***** PROVIDED INFORMATION

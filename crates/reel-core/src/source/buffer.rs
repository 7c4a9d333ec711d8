//! In-memory frame list source

use crate::frame::{Frame, FramePayload};
use crate::types::{FrameCount, StreamLength};

use super::{FrameSource, MediaFormat, RandomAccessSource, SourceError, SourceInfo};

/// Source backed by a pre-built frame list
///
/// Serves frames sequentially and by index. Frames are cheap to clone (the
/// payload buffers are shared), so `frame_at` is idempotent by construction.
pub struct BufferSource {
    frames: Vec<Frame>,
    info: SourceInfo,
    cursor: usize,
}

impl BufferSource {
    /// Build from a non-empty frame list
    ///
    /// The format is taken from the first frame; all frames are expected to
    /// share it.
    pub fn new(frames: Vec<Frame>) -> Result<Self, SourceError> {
        let first = frames
            .first()
            .ok_or_else(|| SourceError::UnsupportedFormat("empty frame list".into()))?;

        let format = match &first.payload {
            FramePayload::Audio(a) => MediaFormat::Audio {
                sample_rate: a.sample_rate,
                channels: a.channels,
            },
            FramePayload::Video(v) => MediaFormat::Video {
                width: v.width,
                height: v.height,
                format: v.format,
            },
        };

        let frame_rate = match &first.payload {
            FramePayload::Audio(a) => {
                a.sample_rate as f64 / a.len_per_channel().max(1) as f64
            }
            // Derive from the first two timestamps; a single frame has no rate
            FramePayload::Video(_) => match frames.get(1) {
                Some(second) if second.payout_time > first.payout_time => {
                    1.0 / (second.payout_time - first.payout_time)
                }
                _ => 0.0,
            },
        };

        let length = frames
            .last()
            .map(|f| StreamLength::Seconds(f.payout_time + frame_duration(f)))
            .unwrap_or(StreamLength::Unknown);

        let info = SourceInfo {
            format,
            frame_rate,
            frame_count: FrameCount::Frames(frames.len() as u64),
            length,
        };

        Ok(Self { frames, info, cursor: 0 })
    }

    pub fn len(&self) -> usize {
        self.frames.len()
    }

    pub fn is_empty(&self) -> bool {
        self.frames.is_empty()
    }
}

fn frame_duration(frame: &Frame) -> f64 {
    match &frame.payload {
        FramePayload::Audio(a) => a.duration(),
        FramePayload::Video(_) => 0.0,
    }
}

impl FrameSource for BufferSource {
    fn info(&self) -> SourceInfo {
        self.info.clone()
    }

    fn next_frame(&mut self) -> Result<Option<Frame>, SourceError> {
        match self.frames.get(self.cursor) {
            Some(frame) => {
                self.cursor += 1;
                Ok(Some(frame.clone()))
            }
            None => Ok(None),
        }
    }

    fn rewind(&mut self) -> Result<(), SourceError> {
        self.cursor = 0;
        Ok(())
    }
}

impl RandomAccessSource for BufferSource {
    fn frame_at(&mut self, index: u64) -> Result<Frame, SourceError> {
        self.frames
            .get(index as usize)
            .cloned()
            .ok_or(SourceError::OutOfRange(index))
    }
}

**********

> WHAT IS BEING ASKED
A verbatim copy of all the entries above is requested.

> RESPONSE BELOW
filename crates/reel-core/src/source/buffer.rs
repository 7c4a9d333ec711d8
//! In-memory frame list source

use crate::frame::{Frame, FramePayload};
use crate::types::{FrameCount, StreamLength};

use super::{FrameSource, MediaFormat, RandomAccessSource, SourceError, SourceInfo};

/// Source backed by a pre-built frame list
///
/// Serves frames sequentially and by index. Frames are cheap to clone (the
/// payload buffers are shared), so `frame_at` is idempotent by construction.
pub struct BufferSource {
    frames: Vec<Frame>,
    info: SourceInfo,
    cursor: usize,
}

impl BufferSource {
    /// Build from a non-empty frame list
    ///
    /// The format is taken from the first frame; all frames are expected to
    /// share it.
    pub fn new(frames: Vec<Frame>) -> Result<Self, SourceError> {
        let first = frames
            .first()
            .ok_or_else(|| SourceError::UnsupportedFormat("empty frame list".into()))?;

        let format = match &first.payload {
            FramePayload::Audio(a) => MediaFormat::Audio {
                sample_rate: a.sample_rate,
                channels: a.channels,
            },
            FramePayload::Video(v) => MediaFormat::Video {
                width: v.width,
                height: v.height,
                format: v.format,
            },
        };

        let frame_rate = match &first.payload {
            FramePayload::Audio(a) => {
                a.sample_rate as f64 / a.len_per_channel().max(1) as f64
            }
            // Derive from the first two timestamps; a single frame has no rate
            FramePayload::Video(_) => match frames.get(1) {
                Some(second) if second.payout_time > first.payout_time => {
                    1.0 / (second.payout_time - first.payout_time)
                }
                _ => 0.0,
            },
        };

        let length = frames
            .last()
            .map(|f| StreamLength::Seconds(f.payout_time + frame_duration(f)))
            .unwrap_or(StreamLength::Unknown);

        let info = SourceInfo {
            format,
            frame_rate,
            frame_count: FrameCount::Frames(frames.len() as u64),
            length,
        };

        Ok(Self { frames, info, cursor: 0 })
    }

    pub fn len(&self) -> usize {
        self.frames.len()
    }

    pub fn is_empty(&self) -> bool {
        self.frames.is_empty()
    }
}

fn frame_duration(frame: &Frame) -> f64 {
    match &frame.payload {
        FramePayload::Audio(a) => a.duration(),
        FramePayload::Video(_) => 0.0,
    }
}

impl FrameSource for BufferSource {
    fn info(&self) -> SourceInfo {
        self.info.clone()
    }

    fn next_frame(&mut self) -> Result<Option<Frame>, SourceError> {
        match self.frames.get(self.cursor) {
            Some(frame) => {
                self.cursor += 1;
                Ok(Some(frame.clone()))
            }
            None => Ok(None),
        }
    }

    fn rewind(&mut self) -> Result<(), SourceError> {
        self.cursor = 0;
        Ok(())
    }
}

impl RandomAccessSource for BufferSource {
    fn frame_at(&mut self, index: u64) -> Result<Frame, SourceError> {
        self.frames
            .get(index as usize)
            .cloned()
            .ok_or(SourceError::OutOfRange(index))
    }
}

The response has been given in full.